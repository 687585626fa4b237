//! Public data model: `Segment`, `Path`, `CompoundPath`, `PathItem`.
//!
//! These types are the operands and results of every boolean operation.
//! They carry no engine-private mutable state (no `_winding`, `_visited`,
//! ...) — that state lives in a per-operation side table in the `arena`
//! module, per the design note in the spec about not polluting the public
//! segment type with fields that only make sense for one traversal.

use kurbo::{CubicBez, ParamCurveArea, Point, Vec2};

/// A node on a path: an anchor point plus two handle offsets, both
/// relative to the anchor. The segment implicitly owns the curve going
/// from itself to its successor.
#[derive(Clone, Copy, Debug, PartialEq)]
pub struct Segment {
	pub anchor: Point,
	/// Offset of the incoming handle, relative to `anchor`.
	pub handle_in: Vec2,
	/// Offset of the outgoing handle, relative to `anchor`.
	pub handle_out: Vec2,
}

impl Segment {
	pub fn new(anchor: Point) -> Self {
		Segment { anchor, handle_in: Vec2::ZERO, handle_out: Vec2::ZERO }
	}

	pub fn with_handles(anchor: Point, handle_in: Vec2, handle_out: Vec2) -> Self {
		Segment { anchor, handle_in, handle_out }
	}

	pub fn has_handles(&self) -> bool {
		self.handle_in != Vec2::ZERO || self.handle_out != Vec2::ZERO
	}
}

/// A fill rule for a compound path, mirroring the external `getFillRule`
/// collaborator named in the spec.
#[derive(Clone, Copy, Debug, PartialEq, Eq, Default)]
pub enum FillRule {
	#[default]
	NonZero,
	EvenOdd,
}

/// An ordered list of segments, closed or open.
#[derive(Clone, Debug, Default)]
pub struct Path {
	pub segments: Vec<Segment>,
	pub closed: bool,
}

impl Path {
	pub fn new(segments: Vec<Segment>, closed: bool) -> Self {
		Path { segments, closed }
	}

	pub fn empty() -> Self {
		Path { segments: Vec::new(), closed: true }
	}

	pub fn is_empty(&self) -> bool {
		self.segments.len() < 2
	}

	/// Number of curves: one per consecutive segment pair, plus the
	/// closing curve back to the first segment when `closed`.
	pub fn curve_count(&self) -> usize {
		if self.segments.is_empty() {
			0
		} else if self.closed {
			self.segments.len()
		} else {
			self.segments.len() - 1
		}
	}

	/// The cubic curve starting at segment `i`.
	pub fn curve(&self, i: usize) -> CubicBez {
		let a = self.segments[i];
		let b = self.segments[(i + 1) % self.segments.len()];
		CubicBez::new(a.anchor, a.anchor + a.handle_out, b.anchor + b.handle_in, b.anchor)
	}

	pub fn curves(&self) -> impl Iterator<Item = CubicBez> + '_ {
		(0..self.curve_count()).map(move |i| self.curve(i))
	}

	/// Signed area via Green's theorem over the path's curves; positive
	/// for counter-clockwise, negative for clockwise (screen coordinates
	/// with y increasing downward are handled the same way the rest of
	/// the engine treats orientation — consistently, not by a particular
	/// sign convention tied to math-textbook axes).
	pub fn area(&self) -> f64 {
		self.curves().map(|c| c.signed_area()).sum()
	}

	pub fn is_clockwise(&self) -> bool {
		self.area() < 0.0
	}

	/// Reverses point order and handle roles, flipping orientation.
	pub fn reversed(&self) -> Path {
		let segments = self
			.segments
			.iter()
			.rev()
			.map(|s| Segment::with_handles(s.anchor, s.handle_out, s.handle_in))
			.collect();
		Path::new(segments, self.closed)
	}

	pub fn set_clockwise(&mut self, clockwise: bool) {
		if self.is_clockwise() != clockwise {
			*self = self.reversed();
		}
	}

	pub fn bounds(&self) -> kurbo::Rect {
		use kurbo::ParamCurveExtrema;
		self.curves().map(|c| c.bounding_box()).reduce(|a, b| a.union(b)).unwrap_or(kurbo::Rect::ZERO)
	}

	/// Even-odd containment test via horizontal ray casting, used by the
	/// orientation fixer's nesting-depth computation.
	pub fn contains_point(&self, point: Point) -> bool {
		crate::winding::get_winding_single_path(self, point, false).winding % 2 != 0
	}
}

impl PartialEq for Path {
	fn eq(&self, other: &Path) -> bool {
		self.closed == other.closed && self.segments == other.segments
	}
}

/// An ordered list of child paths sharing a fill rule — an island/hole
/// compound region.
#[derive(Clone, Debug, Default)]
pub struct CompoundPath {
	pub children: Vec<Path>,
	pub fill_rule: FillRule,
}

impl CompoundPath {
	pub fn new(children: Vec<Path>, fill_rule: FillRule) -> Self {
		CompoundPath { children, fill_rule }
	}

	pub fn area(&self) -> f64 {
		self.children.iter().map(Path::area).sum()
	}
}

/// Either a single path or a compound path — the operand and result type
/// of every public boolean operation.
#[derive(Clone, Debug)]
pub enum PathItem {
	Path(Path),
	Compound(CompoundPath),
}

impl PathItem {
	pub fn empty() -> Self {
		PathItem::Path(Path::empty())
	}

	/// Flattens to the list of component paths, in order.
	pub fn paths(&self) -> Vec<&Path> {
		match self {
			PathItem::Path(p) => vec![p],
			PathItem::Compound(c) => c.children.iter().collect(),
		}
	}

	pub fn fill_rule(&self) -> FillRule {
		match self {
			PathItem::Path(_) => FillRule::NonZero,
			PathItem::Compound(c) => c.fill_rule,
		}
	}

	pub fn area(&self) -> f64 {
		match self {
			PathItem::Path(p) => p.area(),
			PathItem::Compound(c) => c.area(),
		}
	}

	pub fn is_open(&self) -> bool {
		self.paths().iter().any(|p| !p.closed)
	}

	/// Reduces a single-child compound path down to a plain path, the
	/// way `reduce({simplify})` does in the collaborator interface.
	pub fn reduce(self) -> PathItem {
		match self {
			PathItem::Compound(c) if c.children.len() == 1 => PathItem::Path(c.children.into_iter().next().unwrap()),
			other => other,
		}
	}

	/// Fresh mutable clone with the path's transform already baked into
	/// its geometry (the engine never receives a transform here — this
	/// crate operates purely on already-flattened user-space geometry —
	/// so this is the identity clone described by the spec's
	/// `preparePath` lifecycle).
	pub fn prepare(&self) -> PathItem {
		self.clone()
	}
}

________________________________________

Work instructions
Print exactly the lines above from the one with "pub fn bounds(&self)" to the one with "and result type", including both.

Solution to this exercise
	pub fn bounds(&self) -> kurbo::Rect {
		use kurbo::ParamCurveExtrema;
		self.curves().map(|c| c.bounding_box()).reduce(|a, b| a.union(b)).unwrap_or(kurbo::Rect::ZERO)
	}

	/// Even-odd containment test via horizontal ray casting, used by the
	/// orientation fixer's nesting-depth computation.
	pub fn contains_point(&self, point: Point) -> bool {
		crate::winding::get_winding_single_path(self, point, false).winding % 2 != 0
	}
}

impl PartialEq for Path {
	fn eq(&self, other: &Path) -> bool {
		self.closed == other.closed && self.segments == other.segments
	}
}

/// An ordered list of child paths sharing a fill rule — an island/hole
/// compound region.
#[derive(Clone, Debug, Default)]
pub struct CompoundPath {
	pub children: Vec<Path>,
	pub fill_rule: FillRule,
}

impl CompoundPath {
	pub fn new(children: Vec<Path>, fill_rule: FillRule) -> Self {
		CompoundPath { children, fill_rule }
	}

	pub fn area(&self) -> f64 {
		self.children.iter().map(Path::area).sum()
	}
}

/// Either a single path or a compound path — the operand and result type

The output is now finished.